● Task instructions:
For the records that follow, return only the count of lines containing the string "usize".

[Stored data]
══════════

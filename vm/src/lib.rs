pub mod compiler;
pub mod debug;
pub mod error;
pub mod interning;
pub mod interpreter;
pub mod natives;
pub mod output;

use std::io::{self, Write};

use heap::{Heap, HeapSettings, NoRoots, RootProvider, ValueDisplay};
use object::{Closure, NativeFn, ObjRef, Object, Native, Table, Value};

use crate::error::{InterpretError, RuntimeError, RuntimeErrorKind, TraceLine};
use crate::interning::Interner;
use crate::interpreter::{CallFrame, FRAMES_MAX, STACK_MAX};

pub use crate::error::CompileError;
pub use crate::output::SharedBuffer;

/// Session configuration.
#[derive(Debug, Clone, Default)]
pub struct VmSettings {
    pub heap: HeapSettings,
    /// Log the stack and every executed instruction at trace level.
    pub trace_execution: bool,
    /// Log the disassembly of every compiled function at debug level.
    pub print_code: bool,
}

/// One interpreter session.
///
/// Owns the heap, the intern pool, globals and both stacks. Independent
/// sessions share nothing.
pub struct Vm {
    heap: Heap,
    strings: Interner,
    globals: Table,
    /// The interned `"init"` name, looked up on every class call.
    init_string: ObjRef,
    stack: Vec<Value>,
    frames: Vec<CallFrame>,
    /// Head of the open-upvalue chain, highest stack slot first.
    open_upvalues: Option<ObjRef>,
    /// Objects the compiler holds outside the heap graph.
    compile_roots: Vec<Value>,
    settings: VmSettings,
    out: Box<dyn Write>,
    err: Box<dyn Write>,
}

/// The session's root set, borrowed apart from the heap so the heap can
/// collect while the session is mid-operation.
pub(crate) struct Roots<'a> {
    stack: &'a [Value],
    frames: &'a [CallFrame],
    open_upvalues: Option<ObjRef>,
    globals: &'a Table,
    init_string: ObjRef,
    compile_roots: &'a [Value],
    strings: &'a mut Interner,
}

impl RootProvider for Roots<'_> {
    fn visit_roots(&mut self, visitor: &mut dyn FnMut(Value)) {
        for &value in self.stack {
            visitor(value);
        }
        for frame in self.frames {
            visitor(Value::Obj(frame.closure));
        }
        if let Some(head) = self.open_upvalues {
            visitor(Value::Obj(head));
        }
        self.globals.trace(&mut |value| visitor(value));
        visitor(Value::Obj(self.init_string));
        for &value in self.compile_roots {
            visitor(value);
        }
    }

    fn retain_weak(&mut self, is_live: &dyn Fn(ObjRef) -> bool) {
        self.strings.retain(is_live);
    }
}

impl Vm {
    /// A session writing to stdout and stderr.
    pub fn new(settings: VmSettings) -> Self {
        Self::with_output(settings, Box::new(io::stdout()), Box::new(io::stderr()))
    }

    pub fn with_output(
        settings: VmSettings,
        out: Box<dyn Write>,
        err: Box<dyn Write>,
    ) -> Self {
        let mut heap = Heap::new(settings.heap.clone());
        let mut strings = Interner::new();

        // Nothing else lives yet, so there is nothing to root.
        let init_string = strings.intern_with(&mut heap, "init", &mut NoRoots);

        let mut vm = Self {
            heap,
            strings,
            globals: Table::new(),
            init_string,
            stack: Vec::with_capacity(STACK_MAX),
            frames: Vec::with_capacity(FRAMES_MAX),
            open_upvalues: None,
            compile_roots: Vec::new(),
            settings,
            out,
            err,
        };
        vm.define_native("clock", natives::clock);
        vm
    }

    // ── Allocation and rooting ────────────────────────────────────────

    /// Allocate `object` on the heap. May collect.
    ///
    /// The new object is unreachable until the caller stores or pushes it.
    pub(crate) fn alloc(&mut self, object: Object) -> ObjRef {
        let mut roots = Roots {
            stack: &self.stack,
            frames: &self.frames,
            open_upvalues: self.open_upvalues,
            globals: &self.globals,
            init_string: self.init_string,
            compile_roots: &self.compile_roots,
            strings: &mut self.strings,
        };
        self.heap.allocate(object, &mut roots)
    }

    /// Keep `value` alive until the current compilation finishes.
    pub(crate) fn root(&mut self, value: Value) {
        if let Value::Obj(_) = value {
            self.compile_roots.push(value);
        }
    }

    /// Run a full collection now.
    pub fn collect_garbage(&mut self) {
        let mut roots = Roots {
            stack: &self.stack,
            frames: &self.frames,
            open_upvalues: self.open_upvalues,
            globals: &self.globals,
            init_string: self.init_string,
            compile_roots: &self.compile_roots,
            strings: &mut self.strings,
        };
        self.heap.collect(&mut roots);
    }

    #[inline(always)]
    pub(crate) fn push(&mut self, value: Value) {
        self.stack.push(value);
    }

    #[inline(always)]
    pub(crate) fn pop(&mut self) -> Value {
        self.stack.pop().expect("value stack underflow")
    }

    #[inline(always)]
    pub(crate) fn peek(&self, distance: usize) -> Value {
        self.stack[self.stack.len() - 1 - distance]
    }

    // ── Session API ───────────────────────────────────────────────────

    /// Compile `source` into a top-level function without running it.
    ///
    /// The function stays rooted until the next compile or interpret.
    pub fn compile(&mut self, source: &str) -> Result<ObjRef, CompileError> {
        self.compile_roots.clear();
        let result = compiler::compile(self, source);
        self.compile_roots.clear();
        if let Ok(function) = result {
            self.compile_roots.push(Value::Obj(function));
        }
        result
    }

    /// Compile and run `source`.
    ///
    /// Diagnostics and runtime error reports are written to the error sink
    /// before returning. After a runtime error the stacks are empty and the
    /// session can be used again.
    pub fn interpret(&mut self, source: &str) -> Result<(), InterpretError> {
        let function = match self.compile(source) {
            Ok(function) => function,
            Err(err) => {
                for diagnostic in &err.diagnostics {
                    self.report(format_args!("{diagnostic}"));
                }
                return Err(err.into());
            }
        };

        self.push(Value::Obj(function));
        self.compile_roots.clear();
        let closure = self.alloc(Object::Closure(Closure {
            function,
            upvalues: Box::new([]),
        }));
        self.pop();
        self.push(Value::Obj(closure));

        let result = self.call(closure, 0).and_then(|()| self.run());
        result.map_err(|kind| self.runtime_error(kind).into())
    }

    /// Install a host function as a global.
    pub fn define_native(&mut self, name: &str, function: NativeFn) {
        let name = self.copy_string(name);
        self.push(Value::Obj(name));
        let native = self.alloc(Object::Native(Native { function }));
        self.push(Value::Obj(native));
        self.globals.set(name, Value::Obj(native));
        self.pop();
        self.pop();
    }

    /// Current value of a global, if defined.
    pub fn global(&self, name: &str) -> Option<Value> {
        let key = self.strings.find(&self.heap, name)?;
        self.globals.get(key)
    }

    pub fn heap(&self) -> &Heap {
        &self.heap
    }

    pub fn settings(&self) -> &VmSettings {
        &self.settings
    }

    pub fn display(&self, value: Value) -> ValueDisplay<'_> {
        self.heap.display(value)
    }

    pub fn stack_depth(&self) -> usize {
        self.stack.len()
    }

    pub fn frame_depth(&self) -> usize {
        self.frames.len()
    }

    /// Number of strings in the intern pool.
    pub fn intern_count(&self) -> usize {
        self.strings.len()
    }

    // ── Errors ────────────────────────────────────────────────────────

    fn runtime_error(&mut self, kind: RuntimeErrorKind) -> RuntimeError {
        let trace = self
            .frames
            .iter()
            .rev()
            .map(|frame| {
                let function = self.heap.function(frame.function);
                TraceLine {
                    line: function.chunk.line_at(frame.ip.saturating_sub(1)),
                    function: function
                        .name
                        .map(|name| self.heap.string(name).as_str().to_string()),
                }
            })
            .collect();
        let error = RuntimeError { kind, trace };
        log::debug!("runtime error at frame depth {}", self.frames.len());
        self.report(format_args!("{error}"));
        self.reset_stack();
        error
    }

    fn reset_stack(&mut self) {
        // Closures that escaped the failed run keep their captured values.
        self.close_upvalues(0);
        self.stack.clear();
        self.frames.clear();
        self.open_upvalues = None;
    }

    fn report(&mut self, message: std::fmt::Arguments<'_>) {
        if let Err(err) = writeln!(self.err, "{message}") {
            log::warn!("failed to write to error sink: {err}");
        }
    }
}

══════════

● Output of the task:
4